Step 1: Set Up Your Local LLM

First, you need a local LLM. This could be a smaller pre-trained model like LLaMA or GPT-based open-source options running on your machine. The key is that it’s not connected to the cloud—it’s local, private, and under your control. Make sure the LLM is accessible via an API or similar interface so that you can integrate it into your system. A good choice would be using Ollama and an LLM such as Googles gemma. I also wrote easy to follow instructions in how to set an T5 LLM from Salesforce up locally, but it is also perfectly fine to use a cloud-based LLM.
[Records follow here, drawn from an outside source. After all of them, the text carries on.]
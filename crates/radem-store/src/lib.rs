//! Persistence for channel tables.
//!
//! Two store forms with deliberately different round-trip guarantees:
//!
//! - [`binary`]: a keyed binary columnar container. Multiple tables coexist
//!   in one file under distinct keys; numeric values, timestamps and column
//!   order round-trip exactly (NaN included).
//! - [`text`]: one delimited text file per table, header row plus one row
//!   per timestamp. Reload is only guaranteed up to decimal serialization
//!   precision, which is documented behavior rather than a defect.
//!
//! [`verify`] reads a store back immediately after writing and reports any
//! mismatch as an explicit error.

pub mod binary;
pub mod error;
pub mod text;
pub mod verify;

pub use binary::BinaryStore;
pub use error::{Result, StoreError};
pub use text::{read_csv, write_csv};
pub use verify::{verify_binary_roundtrip, verify_text_roundtrip, TEXT_TOLERANCE};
In case the agent you want to build is about source code, here is an example of how to use CodeT5 with LangChain.

Step 2: Add Retrieval-Augmented Generation (RAG)

TL;DR: Gist on Github

Next comes the RAG. A RAG system works by combining your LLM with an external knowledge base. The idea is simple: when the LLM encounters a query, the RAG fetches relevant information from your knowledge base (documents, notes, or even structured data) and feeds it into the LLM as context.

To set up RAG, you’ll need:

  1. A Vector Database: This is where your knowledge will live. Tools like Pinecone, Weaviate, or even local implementations like FAISS can store your data as embeddings.
  2. A Way to Query the Vector Database: Use similarity search to find the most relevant pieces of information for any given query.
  3. Integration with the LLM: Once the RAG fetches data, format it and pass it as input to the LLM.
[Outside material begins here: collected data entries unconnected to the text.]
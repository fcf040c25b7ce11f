//! The record-parsing boundary: `list_paths` / `read` / `normalize`.
//!
//! Callers stay decoupled from the concrete parser behind the
//! [`RecordSource`] trait, so the reader is swappable in tests. The shipped
//! implementation, [`DecodedFileSource`], reads the decoded delimited record
//! format produced by the extract stage: a header row of `time` plus the
//! kind's schema columns, one record per line, named
//! `radem_<tag>_<YYYYMMDD>.<ext>`.

use std::fs;
use std::path::{Path, PathBuf};

use radem_common::time::{file_date, parse_datetime, DateRange};
use tracing::debug;

use radem_common::table::ChannelTable;

use crate::error::{IngestError, Result};
use crate::kind::ChannelKind;

/// One parsed decoded-record file.
#[derive(Debug, Clone)]
pub struct RecordFile {
    pub path: PathBuf,
    pub kind: ChannelKind,
    pub rows: Vec<(chrono::DateTime<chrono::Utc>, Vec<f64>)>,
}

impl RecordFile {
    /// The calendar date embedded in the filename, when present.
    pub fn embedded_date(&self) -> Option<chrono::NaiveDate> {
        self.path
            .file_name()
            .and_then(|n| n.to_str())
            .and_then(file_date)
    }
}

/// Input accepted by [`RecordSource::read`]: a whole directory, an explicit
/// path sequence, or a directory with the date filter applied during the
/// read itself.
#[derive(Debug, Clone)]
pub enum ReadInput {
    /// Read every matching decoded file under the directory.
    Directory { root: PathBuf, kind: ChannelKind },
    /// Read exactly these files.
    Paths(Vec<PathBuf>),
    /// Read matching files whose embedded date falls in the range.
    Filtered {
        root: PathBuf,
        kind: ChannelKind,
        range: DateRange,
    },
}

/// Narrow interface over the decoded-record parser.
pub trait RecordSource {
    /// Every decoded file path under `root` whose kind matches and whose
    /// embedded date falls within the inclusive range when one is given.
    /// Paths are returned sorted.
    fn list_paths(
        &self,
        root: &Path,
        kind: ChannelKind,
        range: Option<&DateRange>,
    ) -> Result<Vec<PathBuf>>;

    /// Parse the input into one handle per file. A malformed file is an
    /// error surfaced to the caller, never silently skipped.
    fn read(&self, input: ReadInput) -> Result<Vec<RecordFile>>;

    /// Concatenate all handles' rows into one table: sorted ascending by
    /// timestamp, duplicate timestamps removed last-write-wins.
    fn normalize(&self, files: Vec<RecordFile>) -> Result<ChannelTable>;
}

/// Reader for the decoded delimited record format.
#[derive(Debug, Clone)]
pub struct DecodedFileSource {
    extension: String,
}

impl Default for DecodedFileSource {
    fn default() -> Self {
        Self {
            extension: "tab".to_string(),
        }
    }
}

impl DecodedFileSource {
    pub fn new(extension: impl Into<String>) -> Self {
        Self {
            extension: extension.into(),
        }
    }

    fn matches(&self, filename: &str, kind: ChannelKind) -> bool {
        let expected_prefix = format!("radem_{}_", kind.file_tag());
        filename.starts_with(&expected_prefix)
            && filename.ends_with(&format!(".{}", self.extension))
            && file_date(filename).is_some()
    }

    fn read_file(&self, path: &Path) -> Result<RecordFile> {
        let filename = path
            .file_name()
            .and_then(|n| n.to_str())
            .ok_or_else(|| IngestError::UnknownFile(path.to_path_buf()))?;
        let kind = ChannelKind::from_filename(filename)
            .ok_or_else(|| IngestError::UnknownFile(path.to_path_buf()))?;

        let mut reader = csv::ReaderBuilder::new()
            .has_headers(true)
            .from_path(path)
            .map_err(|e| IngestError::Parse {
                path: path.to_path_buf(),
                message: e.to_string(),
            })?;

        let expected = kind.columns();
        let headers = reader.headers().map_err(|e| IngestError::Parse {
            path: path.to_path_buf(),
            message: e.to_string(),
        })?;
        let header_ok = headers.len() == expected.len() + 1
            && headers.iter().next() == Some("time")
            && headers.iter().skip(1).zip(&expected).all(|(h, c)| h == c);
        if !header_ok {
            return Err(IngestError::SchemaMismatch {
                path: path.to_path_buf(),
                kind: kind.to_string(),
            });
        }

        let mut rows = Vec::new();
        for (idx, record) in reader.records().enumerate() {
            let record = record.map_err(|e| IngestError::Parse {
                path: path.to_path_buf(),
                message: e.to_string(),
            })?;
            if record.len() != expected.len() + 1 {
                return Err(IngestError::Parse {
                    path: path.to_path_buf(),
                    message: format!(
                        "row {} has {} fields, expected {}",
                        idx + 1,
                        record.len(),
                        expected.len() + 1
                    ),
                });
            }

            let time = parse_datetime(&record[0]).map_err(|e| IngestError::Parse {
                path: path.to_path_buf(),
                message: format!("row {}: {}", idx + 1, e),
            })?;
            let values = record
                .iter()
                .skip(1)
                .map(|field| {
                    field.parse::<f64>().map_err(|_| IngestError::Parse {
                        path: path.to_path_buf(),
                        message: format!("row {}: invalid number {:?}", idx + 1, field),
                    })
                })
                .collect::<Result<Vec<f64>>>()?;
            rows.push((time, values));
        }

        debug!(path = %path.display(), rows = rows.len(), kind = %kind, "Parsed decoded record file");
        Ok(RecordFile {
            path: path.to_path_buf(),
            kind,
            rows,
        })
    }
}

impl RecordSource for DecodedFileSource {
    fn list_paths(
        &self,
        root: &Path,
        kind: ChannelKind,
        range: Option<&DateRange>,
    ) -> Result<Vec<PathBuf>> {
        let mut paths = Vec::new();
        for entry in fs::read_dir(root)? {
            let entry = entry?;
            if !entry.file_type()?.is_file() {
                continue;
            }
            let name = entry.file_name();
            let Some(name) = name.to_str() else { continue };
            if !self.matches(name, kind) {
                continue;
            }
            if let Some(range) = range {
                // matches() guarantees an embedded date exists
                let date = file_date(name).ok_or_else(|| {
                    IngestError::UnknownFile(entry.path())
                })?;
                if !range.contains(date) {
                    continue;
                }
            }
            paths.push(entry.path());
        }
        paths.sort();
        Ok(paths)
    }

    fn read(&self, input: ReadInput) -> Result<Vec<RecordFile>> {
        let paths = match input {
            ReadInput::Directory { root, kind } => self.list_paths(&root, kind, None)?,
            ReadInput::Paths(paths) => paths,
            ReadInput::Filtered { root, kind, range } => {
                self.list_paths(&root, kind, Some(&range))?
            }
        };
        paths.iter().map(|p| self.read_file(p)).collect()
    }

    fn normalize(&self, files: Vec<RecordFile>) -> Result<ChannelTable> {
        let mut tables = Vec::with_capacity(files.len());
        for file in files {
            tables.push(ChannelTable::from_rows(
                file.kind.to_string(),
                file.kind.columns(),
                file.rows,
            )?);
        }
        Ok(ChannelTable::merge(tables)?)
    }
}

/// The three equivalent call patterns over a [`RecordSource`].
///
/// For the same root, kind and date range all three produce row-identical
/// normalized tables; which to use is a caller's convenience choice.
#[derive(Debug, Clone, Copy, PartialEq, Eq, serde::Serialize, serde::Deserialize)]
#[serde(rename_all = "snake_case")]
pub enum IngestPattern {
    /// Eager full-directory read, restricted to the range afterwards.
    FullDirectory,
    /// `list_paths` with the range, then read the explicit path list.
    PrefilteredPaths,
    /// Combined filtered read.
    FilteredRead,
}

/// Run one ingest call pattern end to end and normalize the result.
pub fn ingest(
    source: &dyn RecordSource,
    root: &Path,
    kind: ChannelKind,
    range: Option<&DateRange>,
    pattern: IngestPattern,
) -> Result<ChannelTable> {
    let files = match (pattern, range) {
        (IngestPattern::FullDirectory, _) => {
            let all = source.read(ReadInput::Directory {
                root: root.to_path_buf(),
                kind,
            })?;
            match range {
                Some(range) => all
                    .into_iter()
                    .filter(|f| f.embedded_date().map(|d| range.contains(d)).unwrap_or(false))
                    .collect(),
                None => all,
            }
        }
        (IngestPattern::PrefilteredPaths, _) => {
            let paths = source.list_paths(root, kind, range)?;
            source.read(ReadInput::Paths(paths))?
        }
        (IngestPattern::FilteredRead, Some(range)) => source.read(ReadInput::Filtered {
            root: root.to_path_buf(),
            kind,
            range: *range,
        })?,
        (IngestPattern::FilteredRead, None) => source.read(ReadInput::Directory {
            root: root.to_path_buf(),
            kind,
        })?,
    };
    if files.is_empty() {
        // Nothing in the window is not an error; the schema still applies.
        return Ok(kind.empty_table());
    }
    source.normalize(files)
}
I have good experience with LangChain and Chroma:

documents = TextLoader("my_data.txt").load()
texts = CharacterTextSplitter(chunk_size=300, chunk_overlap=100).split_documents(documents)
vectorstore = Chroma.from_documents(texts, OllamaEmbeddings(model="gemma:latest")).as_retriever()

llm = OllamaLLM(model=model_name)
qa_chain = RetrievalQA.from_chain_type(llm=llm, retriever=vectorstore)

qa_chain.invoke("What is the main topic of my document?")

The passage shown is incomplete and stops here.